> _RECORDS SUPPLIED_:
■ ■ ■
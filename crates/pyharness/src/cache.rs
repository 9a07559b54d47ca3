//! Compiled-code cache: an LRU keyed by SHA-256 digests of program text.
//!
//! Every test case of a question re-runs the learner's code with a different
//! suffix, and the same combined program is run again each time the learner
//! presses Run without editing. Each worker keeps its own [`CompileCache`] so
//! those repeats skip compilation. The cache lives and dies with its worker;
//! a replacement worker starts cold.
//!
//! Failed compilations are not cached.

use std::num::NonZeroUsize;

use lru::LruCache;
use sha2::{Digest, Sha256};

/// A 32-byte SHA-256 digest used as a cache key.
pub type CacheKey = [u8; 32];

/// SHA-256 of `source`.
pub fn cache_key(source: &str) -> CacheKey {
    let mut hasher = Sha256::new();
    hasher.update(source.as_bytes());
    hasher.finalize().into()
}

/// LRU map from program digest to a compiled artefact.
pub struct CompileCache<T> {
    entries: LruCache<CacheKey, T>,
    hits: u64,
    misses: u64,
}

impl<T: Clone> CompileCache<T> {
    /// `capacity` is clamped to at least 1.
    pub fn new(capacity: usize) -> Self {
        let capacity = NonZeroUsize::new(capacity.max(1)).unwrap_or(NonZeroUsize::MIN);
        Self {
            entries: LruCache::new(capacity),
            hits: 0,
            misses: 0,
        }
    }

    /// Return the cached artefact for `source`, compiling it with `compile`
    /// on a miss. Errors from `compile` are passed through and leave the cache
    /// unchanged.
    pub fn get_or_try_insert_with<E, F>(&mut self, source: &str, compile: F) -> Result<T, E>
    where
        F: FnOnce() -> Result<T, E>,
    {
        let key = cache_key(source);
        if let Some(hit) = self.entries.get(&key) {
            self.hits += 1;
            return Ok(hit.clone());
        }
        self.misses += 1;
        let compiled = compile()?;
        self.entries.put(key, compiled.clone());
        Ok(compiled)
    }

    pub fn len(&self) -> usize {
        self.entries.len()
    }

    pub fn is_empty(&self) -> bool {
        self.entries.is_empty()
    }

    pub fn capacity(&self) -> usize {
        self.entries.cap().get()
    }

    pub fn hits(&self) -> u64 {
        self.hits
    }

    pub fn misses(&self) -> u64 {
        self.misses
    }
}

// ── Tests ─────────────────────────────────────────────────────────────────────

#[cfg(test)]
mod tests {
    use super::*;

    // (1) identical sources share a key; different sources do not
    #[test]
    fn test_cache_key_deterministic() {
        assert_eq!(cache_key("print(1)"), cache_key("print(1)"));
        assert_ne!(cache_key("print(1)"), cache_key("print(2)"));
    }

    // (2) second lookup is a hit and does not recompile
    #[test]
    fn test_hit_skips_compile() {
        let mut cache: CompileCache<String> = CompileCache::new(4);
        let mut compiles = 0;
        for _ in 0..3 {
            let out: Result<String, ()> = cache.get_or_try_insert_with("x = 1", || {
                compiles += 1;
                Ok("code".to_string())
            });
            assert_eq!(out, Ok("code".to_string()));
        }
        assert_eq!(compiles, 1);
        assert_eq!(cache.hits(), 2);
        assert_eq!(cache.misses(), 1);
    }

    // (3) failures are not remembered
    #[test]
    fn test_errors_not_cached() {
        let mut cache: CompileCache<String> = CompileCache::new(4);
        let first: Result<String, &str> = cache.get_or_try_insert_with("def f(:", || Err("bad"));
        assert_eq!(first, Err("bad"));
        assert!(cache.is_empty());
    }

    // (4) least recently used entry is evicted at capacity
    #[test]
    fn test_eviction() {
        let mut cache: CompileCache<u32> = CompileCache::new(2);
        let ok = |n: u32| move || Ok::<u32, ()>(n);
        cache.get_or_try_insert_with("a", ok(1)).unwrap();
        cache.get_or_try_insert_with("b", ok(2)).unwrap();
        // Touch "a" so "b" becomes least recent.
        cache.get_or_try_insert_with("a", ok(99)).unwrap();
        cache.get_or_try_insert_with("c", ok(3)).unwrap();
        assert_eq!(cache.len(), 2);
        assert_eq!(cache.get_or_try_insert_with("c", ok(0)), Ok(3));
        assert_eq!(cache.get_or_try_insert_with("a", ok(0)), Ok(1));
        // "b" was evicted, so it compiles again.
        assert_eq!(cache.get_or_try_insert_with("b", ok(20)), Ok(20));
    }

    // (5) zero capacity is clamped
    #[test]
    fn test_zero_capacity_clamped() {
        let cache: CompileCache<u8> = CompileCache::new(0);
        assert_eq!(cache.capacity(), 1);
    }
}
■ ■ ■
> _WORK ORDER_:
Everything above from the line containing "self.entries.is_empty()" down to the line containing "use super::*;" should be copied exactly, both end lines included, and nothing else.

> _TASK RESPONSE_:
        self.entries.is_empty()
    }

    pub fn capacity(&self) -> usize {
        self.entries.cap().get()
    }

    pub fn hits(&self) -> u64 {
        self.hits
    }

    pub fn misses(&self) -> u64 {
        self.misses
    }
}

// ── Tests ─────────────────────────────────────────────────────────────────────

#[cfg(test)]
mod tests {
    use super::*;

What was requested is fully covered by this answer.